*** Block opens ***

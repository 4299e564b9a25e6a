//! vsr - headless voxel robot simulator

use std::path::PathBuf;

use anyhow::{Context, Result};
use clap::{Parser, Subcommand};
use tracing_subscriber::{fmt, EnvFilter};
use vsr_grid::{GridShape, SHAPE_NAMES};

mod recorder;
mod scenario;

use recorder::Recorder;
use scenario::Scenario;

#[derive(Parser)]
#[command(name = "vsr")]
#[command(about = "Voxel-based soft robot simulator", long_about = None)]
#[command(version)]
struct Cli {
    /// Enable verbose output
    #[arg(short, long, global = true)]
    verbose: bool,

    #[command(subcommand)]
    command: Option<Commands>,
}

#[derive(Subcommand)]
enum Commands {
    /// Run a scenario headless
    Run {
        /// Scenario file (YAML)
        #[arg(short, long)]
        scenario: Option<PathBuf>,

        /// Number of ticks (overrides the scenario)
        #[arg(short, long)]
        ticks: Option<usize>,

        /// Append one JSON line per tick to this file
        #[arg(short, long)]
        out: Option<PathBuf>,
    },

    /// List the named grid shapes
    Shapes {
        /// Width and height used for the preview
        #[arg(long, default_value = "5x4")]
        size: String,
    },
}

fn main() -> Result<()> {
    let cli = Cli::parse();

    let filter = EnvFilter::try_from_default_env().unwrap_or_else(|_| {
        if cli.verbose {
            EnvFilter::new("debug")
        } else {
            EnvFilter::new("info")
        }
    });
    fmt().with_env_filter(filter).with_target(false).init();

    match cli.command {
        Some(Commands::Run { scenario, ticks, out }) => run(scenario, ticks, out),
        Some(Commands::Shapes { size }) => list_shapes(&size),
        None => {
            println!("vsr - voxel-based soft robot simulator");
            println!();
            println!("Commands:");
            println!("  run     Run a scenario headless");
            println!("  shapes  List the named grid shapes");
            println!();
            println!("Run 'vsr --help' for more information.");
            Ok(())
        }
    }
}

fn run(path: Option<PathBuf>, ticks: Option<usize>, out: Option<PathBuf>) -> Result<()> {
    let scenario = match &path {
        Some(path) => Scenario::load(path)?,
        None => {
            tracing::info!("No scenario given, using the default one");
            Scenario::default()
        }
    };
    let ticks = ticks.unwrap_or(scenario.ticks);
    tracing::info!(ticks, robots = scenario.robots.len(), "Starting run");

    let (mut engine, agents) = scenario.build()?;
    let mut recorder = Recorder::new(out.as_deref())?;

    for _ in 0..ticks {
        let snapshot = engine.tick().context("Tick aborted")?;
        for failure in &snapshot.failures {
            tracing::debug!(action = ?failure.action.kind(), error = %failure.error, "Action failed");
        }
        recorder.record(&snapshot)?;
    }

    let summary = recorder.finish()?;
    tracing::info!(agents = agents.len(), t = summary.t, "Run finished");
    summary.print();
    if let Some(out) = &out {
        println!();
        println!("Run log: {}", out.display());
    }
    Ok(())
}

fn list_shapes(size: &str) -> Result<()> {
    for name in SHAPE_NAMES {
        let shape = GridShape::parse(&format!("{name}-{size}"))
            .with_context(|| format!("Failed to build shape {name}-{size}"))?;
        println!("{} ({}x{})", name, shape.w(), shape.h());
        for row in shape.to_string().lines() {
            println!("  {}", row);
        }
        println!();
    }
    Ok(())
}
//! The dispatch kernel: solver table, body registry, agents and clock.

use std::collections::BTreeMap;

use tracing::{debug, trace, warn};

use crate::{
    composite, Action, ActionError, ActionFailure, ActionKind, ActionOutcome, ActionValue, Agent,
    AgentId, AgentSummary, BodyRegistry, EmbodiedAgent, EngineConfig, NfcMessage, Point, Snapshot,
    Substrate, TickError,
};

/// Performs actions on behalf of an agent.
///
/// Composite actions and agent assembly see the kernel only through this
/// trait: they can read the registry and issue further actions, nothing else.
pub trait ActionPerformer {
    fn perform(&mut self, action: Action, agent: Option<AgentId>) -> Result<ActionOutcome, ActionError>;

    fn bodies(&self) -> &BodyRegistry;

    fn t(&self) -> f64;
}

pub type Solver<S> =
    fn(&mut Engine<S>, &Action, Option<AgentId>) -> Result<Option<ActionValue>, ActionError>;

/// Maps primitive [`ActionKind`]s to their solvers.
pub struct SolverRegistry<S: Substrate> {
    solvers: BTreeMap<ActionKind, Solver<S>>,
}

impl<S: Substrate> SolverRegistry<S> {
    pub fn new() -> Self {
        Self {
            solvers: BTreeMap::new(),
        }
    }

    /// Register `solver` for `kind`, returning the one it replaces.
    pub fn register(&mut self, kind: ActionKind, solver: Solver<S>) -> Option<Solver<S>> {
        self.solvers.insert(kind, solver)
    }

    pub fn contains(&self, kind: ActionKind) -> bool {
        self.solvers.contains_key(&kind)
    }

    /// The solver for `kind`, falling back along its parent chain.
    pub fn resolve(&self, kind: ActionKind) -> Option<Solver<S>> {
        let mut current = Some(kind);
        while let Some(k) = current {
            if let Some(solver) = self.solvers.get(&k) {
                trace!(?kind, resolved = ?k, "solver resolved");
                return Some(*solver);
            }
            current = k.parent();
        }
        None
    }
}

impl<S: Substrate> Default for SolverRegistry<S> {
    fn default() -> Self {
        Self::new()
    }
}

struct AgentSlot {
    id: AgentId,
    agent: Box<dyn Agent>,
    last_outcomes: Vec<ActionOutcome>,
}

pub struct Engine<S: Substrate> {
    config: EngineConfig,
    pub(crate) substrate: S,
    pub(crate) bodies: BodyRegistry,
    solvers: SolverRegistry<S>,
    agents: Vec<AgentSlot>,
    next_agent: u32,
    t: f64,
    depth: usize,
    performed: Vec<ActionOutcome>,
    failures: Vec<ActionFailure>,
    pub(crate) nfc_messages: Vec<NfcMessage>,
    pub(crate) last_nfc_messages: Vec<NfcMessage>,
}

impl<S: Substrate> Engine<S> {
    pub fn new(substrate: S, config: EngineConfig) -> Self {
        let mut solvers = SolverRegistry::new();
        S::register_solvers(&mut solvers);
        Self {
            config,
            substrate,
            bodies: BodyRegistry::new(),
            solvers,
            agents: Vec::new(),
            next_agent: 0,
            t: 0.0,
            depth: 0,
            performed: Vec::new(),
            failures: Vec::new(),
            nfc_messages: Vec::new(),
            last_nfc_messages: Vec::new(),
        }
    }

    pub fn config(&self) -> &EngineConfig {
        &self.config
    }

    pub fn substrate(&self) -> &S {
        &self.substrate
    }

    pub fn substrate_mut(&mut self) -> &mut S {
        &mut self.substrate
    }

    /// Split borrow for custom solvers that drive the substrate directly.
    pub fn parts_mut(&mut self) -> (&mut S, &mut BodyRegistry) {
        (&mut self.substrate, &mut self.bodies)
    }

    pub fn solvers_mut(&mut self) -> &mut SolverRegistry<S> {
        &mut self.solvers
    }

    /// Near-field messages emitted during the previous tick.
    pub fn last_nfc_messages(&self) -> &[NfcMessage] {
        &self.last_nfc_messages
    }

    pub fn agent_ids(&self) -> Vec<AgentId> {
        self.agents.iter().map(|a| a.id).collect()
    }

    pub fn add_agent<A: Agent>(&mut self, agent: A) -> AgentId {
        let id = AgentId(self.next_agent);
        self.next_agent += 1;
        self.agents.push(AgentSlot {
            id,
            agent: Box::new(agent),
            last_outcomes: Vec::new(),
        });
        debug!(%id, "agent added");
        id
    }

    /// Assemble `agent`, optionally move its parts so their enclosing box
    /// minimum sits at `position`, then register it.
    pub fn add_embodied_agent<A: EmbodiedAgent>(
        &mut self,
        mut agent: A,
        position: Option<Point>,
    ) -> Result<AgentId, TickError> {
        agent.assemble(self).map_err(TickError::Assembly)?;
        if let Some(position) = position {
            self.perform(
                Action::TranslateBodies {
                    bodies: agent.body_parts(),
                    position,
                },
                None,
            )
            .map_err(TickError::Assembly)?;
        }
        Ok(self.add_agent(agent))
    }

    fn dispatch(
        &mut self,
        action: &Action,
        agent: Option<AgentId>,
    ) -> Result<Option<ActionValue>, ActionError> {
        if action.is_composite() {
            return composite::resolve(action, self, agent);
        }
        let kind = action.kind();
        let solver = self
            .solvers
            .resolve(kind)
            .ok_or(ActionError::Unresolvable { kind })?;
        solver(self, action, agent)
    }

    /// Poll every agent, perform its actions, advance the substrate and
    /// return the resulting snapshot.
    ///
    /// Outcomes reach the agents only when the pass completes. An aborted
    /// transactional tick leaves every agent's previous outcomes in place.
    pub fn tick(&mut self) -> Result<Snapshot, TickError> {
        let t = self.t;
        let mut agents = std::mem::take(&mut self.agents);
        let mut aborted = None;
        let mut staged = Vec::with_capacity(agents.len());

        'agents: for slot in agents.iter_mut() {
            let actions = slot.agent.act(t, &slot.last_outcomes);
            let mut outcomes = Vec::with_capacity(actions.len());
            for action in actions {
                match self.perform(action.clone(), Some(slot.id)) {
                    Ok(outcome) => outcomes.push(outcome),
                    Err(error) if self.config.transactional => {
                        aborted = Some(error);
                        break 'agents;
                    }
                    Err(error) => {
                        warn!(agent = %slot.id, kind = ?action.kind(), %error, "action failed");
                        self.failures.push(ActionFailure {
                            agent: Some(slot.id),
                            action: action.clone(),
                            error,
                        });
                        outcomes.push(ActionOutcome::new(Some(slot.id), action, None));
                    }
                }
            }
            staged.push(outcomes);
        }

        if let Some(source) = aborted {
            self.agents = agents;
            self.performed.clear();
            self.failures.clear();
            self.nfc_messages.clear();
            return Err(TickError::Aborted { t, source });
        }
        for (slot, outcomes) in agents.iter_mut().zip(staged) {
            slot.last_outcomes = outcomes;
        }
        self.agents = agents;

        self.substrate.step(&mut self.bodies, self.config.dt);
        self.t += self.config.dt;

        let snapshot = self.snapshot();
        debug!(
            t = self.t,
            outcomes = snapshot.outcomes.len(),
            failures = snapshot.failures.len(),
            "tick done"
        );
        self.performed.clear();
        self.failures.clear();
        self.last_nfc_messages = std::mem::take(&mut self.nfc_messages);
        Ok(snapshot)
    }

    /// The current state, with whatever has been performed since the last tick.
    pub fn snapshot(&self) -> Snapshot {
        Snapshot {
            t: self.t,
            bodies: self.bodies.iter().cloned().collect(),
            agents: self
                .agents
                .iter()
                .map(|slot| AgentSummary {
                    id: slot.id,
                    body_parts: slot.agent.body_parts(),
                })
                .collect(),
            outcomes: self.performed.clone(),
            failures: self.failures.clone(),
            nfc_messages: self.nfc_messages.clone(),
        }
    }
}

impl<S: Substrate> ActionPerformer for Engine<S> {
    fn perform(&mut self, action: Action, agent: Option<AgentId>) -> Result<ActionOutcome, ActionError> {
        let kind = action.kind();
        if self.depth >= self.config.max_dispatch_depth {
            return Err(ActionError::DepthExceeded {
                kind,
                depth: self.config.max_dispatch_depth,
            });
        }
        self.depth += 1;
        let value = self.dispatch(&action, agent);
        self.depth -= 1;
        let value = value?;
        trace!(?kind, empty = value.is_none(), "action performed");
        let outcome = ActionOutcome::new(agent, action, value);
        self.performed.push(outcome.clone());
        Ok(outcome)
    }

    fn bodies(&self) -> &BodyRegistry {
        &self.bodies
    }

    fn t(&self) -> f64 {
        self.t
    }
}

*** Block closes ***

◆ WHAT YOU HAVE TO DO: Check which lines of the entries hold the word "named", then please give only how many there are.

◆ RESPONSE AREA: 2